• [PROBLEM DETAILS]: In the records that follow, find each line with "WebSocketStream" and pull it out.

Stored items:
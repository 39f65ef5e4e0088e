use clap::Parser;
use log::{error, info};
use server::network::{BoxError, Server, ServerConfig};
use shared::{BROADCAST_INTERVAL_MS, MAX_PLAYERS};
use std::time::Duration;

#[derive(Parser, Debug)]
#[command(author, version, about, long_about = None)]
struct Args {
    /// Server IP address to bind to
    #[arg(short = 'H', long, default_value = "127.0.0.1")]
    host: String,

    /// Server port to listen on
    #[arg(short, long, default_value = "8080")]
    port: u16,

    /// Milliseconds between state broadcasts
    #[arg(short, long, default_value_t = BROADCAST_INTERVAL_MS)]
    broadcast_interval_ms: u64,

    /// Maximum number of simultaneously joined players
    #[arg(short, long, default_value_t = MAX_PLAYERS)]
    max_players: usize,
}

#[tokio::main]
async fn main() -> Result<(), BoxError> {
    env_logger::init();

    if std::env::var("RUST_LOG").is_err() {
        eprintln!("Set RUST_LOG=info for detailed logging");
    }

    let args = Args::parse();

    let config = ServerConfig {
        host: args.host,
        port: args.port,
        broadcast_interval: Duration::from_millis(args.broadcast_interval_ms.max(1)),
        max_players: args.max_players,
    };

    info!(
        "Starting server: {} players max, broadcasting every {:?}",
        config.max_players, config.broadcast_interval
    );

    let server = Server::bind(config).await?;
    let handle = server.handle();
    let server_task = tokio::spawn(server.run());

    tokio::select! {
        result = server_task => {
            match result {
                Ok(Err(e)) => error!("Server stopped with error: {}", e),
                Err(e) => error!("Server task panicked: {}", e),
                Ok(Ok(())) => {}
            }
        }
        _ = tokio::signal::ctrl_c() => {
            info!("Received Ctrl+C, shutting down gracefully...");
            handle.shutdown();
        }
    }

    Ok(())
}
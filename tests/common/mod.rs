//! Helpers shared by the root integration test targets

#![allow(dead_code)]

use futures::{SinkExt, StreamExt};
use server::network::{HealthStatus, Server, ServerConfig, ServerHandle};
use shared::{ClientMessage, ServerMessage};
use std::net::SocketAddr;
use std::time::Duration;
use tokio::io::{AsyncReadExt, AsyncWriteExt};
use tokio::net::TcpStream;
use tokio::time::{sleep, timeout, Instant};
use tokio_tungstenite::tungstenite::Message;
use tokio_tungstenite::{MaybeTlsStream, WebSocketStream};

pub const STEP_TIMEOUT: Duration = Duration::from_secs(3);

pub const HEALTH_REQUEST: &[u8] =
    b"GET /health HTTP/1.1\r\nHost: localhost\r\nConnection: close\r\n\r\n";

pub fn test_config(max_players: usize) -> ServerConfig {
    ServerConfig {
        host: "127.0.0.1".to_string(),
        port: 0,
        broadcast_interval: Duration::from_millis(20),
        max_players,
    }
}

/// Binds on an ephemeral port and runs the server in the background
pub async fn start_server(max_players: usize) -> (SocketAddr, ServerHandle) {
    let server = Server::bind(test_config(max_players))
        .await
        .expect("bind test server");
    let addr = server.local_addr();
    let handle = server.handle();
    tokio::spawn(server.run());
    (addr, handle)
}

/// Starts a server on a specific address, retrying while the old listener winds down
pub async fn restart_server_on(addr: SocketAddr, max_players: usize) -> ServerHandle {
    let config = ServerConfig {
        port: addr.port(),
        ..test_config(max_players)
    };

    for _ in 0..100 {
        if let Ok(server) = Server::bind(config.clone()).await {
            let handle = server.handle();
            tokio::spawn(server.run());
            return handle;
        }
        sleep(Duration::from_millis(20)).await;
    }
    panic!("could not rebind {}", addr);
}

pub fn ws_url(addr: SocketAddr) -> String {
    format!("ws://{}", addr)
}

/// Raw protocol client speaking JSON frames directly
pub struct RawClient {
    ws: WebSocketStream<MaybeTlsStream<TcpStream>>,
}

impl RawClient {
    pub async fn connect(addr: SocketAddr) -> Self {
        let (ws, _) = tokio_tungstenite::connect_async(ws_url(addr))
            .await
            .expect("websocket connect");
        Self { ws }
    }

    /// Connects and joins, returning the client with its assigned id and welcome roster
    pub async fn join(addr: SocketAddr, name: &str) -> (Self, String, Vec<shared::PlayerSummary>) {
        let mut client = Self::connect(addr).await;
        client
            .send(&ClientMessage::Join {
                name: name.to_string(),
            })
            .await;

        match client.next_non_state().await {
            Some(ServerMessage::Welcome { your_id, players }) => (client, your_id, players),
            other => panic!("Expected welcome, got {:?}", other),
        }
    }

    pub async fn send(&mut self, message: &ClientMessage) {
        let json = message.to_json().expect("serialize client message");
        self.send_text(&json).await;
    }

    pub async fn send_text(&mut self, text: &str) {
        self.ws
            .send(Message::Text(text.to_string()))
            .await
            .expect("send frame");
    }

    /// Next protocol message, or None once the server closes the socket
    pub async fn next_message(&mut self) -> Option<ServerMessage> {
        loop {
            let frame = timeout(STEP_TIMEOUT, self.ws.next())
                .await
                .expect("timed out waiting for a frame");
            match frame {
                Some(Ok(Message::Text(text))) => {
                    return Some(ServerMessage::from_json(&text).expect("valid server message"))
                }
                Some(Ok(Message::Close(_))) | None | Some(Err(_)) => return None,
                Some(Ok(_)) => continue,
            }
        }
    }

    /// Skips periodic `state` broadcasts
    pub async fn next_non_state(&mut self) -> Option<ServerMessage> {
        loop {
            match self.next_message().await {
                Some(ServerMessage::State { .. }) => continue,
                other => return other,
            }
        }
    }

    /// Waits for a `state` snapshot satisfying `check`
    pub async fn wait_for_state<F>(&mut self, mut check: F) -> Vec<shared::PlayerState>
    where
        F: FnMut(&[shared::PlayerState]) -> bool,
    {
        let deadline = Instant::now() + STEP_TIMEOUT;
        while Instant::now() < deadline {
            if let Some(ServerMessage::State { players }) = self.next_message().await {
                if check(&players) {
                    return players;
                }
            }
        }
        panic!("no matching state snapshot before deadline");
    }

    pub async fn close(mut self) {
        let _ = self.ws.close(None).await;
    }
}

/// Performs `GET /health` over a plain TCP connection
pub async fn fetch_health(addr: SocketAddr) -> HealthStatus {
    fetch_health_in_parts(addr, &[HEALTH_REQUEST], Duration::ZERO).await
}

/// Writes the request in several pieces with a pause between each
pub async fn fetch_health_in_parts(
    addr: SocketAddr,
    parts: &[&[u8]],
    pause: Duration,
) -> HealthStatus {
    let mut stream = TcpStream::connect(addr).await.expect("connect for health");
    for (i, part) in parts.iter().enumerate() {
        if i > 0 {
            sleep(pause).await;
        }
        stream.write_all(part).await.expect("write health request");
    }

    let mut response = String::new();
    timeout(STEP_TIMEOUT, stream.read_to_string(&mut response))
        .await
        .expect("timed out reading health response")
        .expect("read health response");

    assert!(response.starts_with("HTTP/1.1 200 OK"), "{}", response);
    assert!(
        response.to_ascii_lowercase().contains("content-type: application/json"),
        "{}",
        response
    );
    let body = response
        .split("\r\n\r\n")
        .nth(1)
        .expect("health response body");
    serde_json::from_str(body).expect("health body is JSON")
}

/// Polls `/health` until the player count matches
pub async fn wait_for_player_count(addr: SocketAddr, expected: usize) -> HealthStatus {
    let deadline = Instant::now() + STEP_TIMEOUT;
    loop {
        let health = fetch_health(addr).await;
        if health.players == expected || Instant::now() >= deadline {
            return health;
        }
        sleep(Duration::from_millis(20)).await;
    }
}

/// Waits for the first adapter event satisfying `matches`, skipping others
pub async fn wait_for_event<F>(
    events: &mut tokio::sync::mpsc::UnboundedReceiver<client::network::ClientEvent>,
    mut matches: F,
) -> client::network::ClientEvent
where
    F: FnMut(&client::network::ClientEvent) -> bool,
{
    let deadline = Instant::now() + STEP_TIMEOUT;
    loop {
        let remaining = deadline.saturating_duration_since(Instant::now());
        match timeout(remaining, events.recv()).await {
            Ok(Some(event)) if matches(&event) => return event,
            Ok(Some(_)) => continue,
            Ok(None) => panic!("adapter event channel closed"),
            Err(_) => panic!("timed out waiting for adapter event"),
        }
    }
}
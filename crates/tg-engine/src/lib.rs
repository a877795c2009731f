//! tg-engine: Track row split/merge/reposition engine
//!
//! Owns the ordered row sequence behind the track-editing grid and every
//! mutation over it: split, remove, channel-count growth/shrink with
//! absorption, audio-type reassignment, drag-reorder, position
//! recomputation, validation and commit/rollback.

mod engine;
mod row;

pub use engine::*;
pub use row::*;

• [RESULT BELOW]:
use tokio_tungstenite::{MaybeTlsStream, WebSocketStream};
    ws: WebSocketStream<MaybeTlsStream<TcpStream>>,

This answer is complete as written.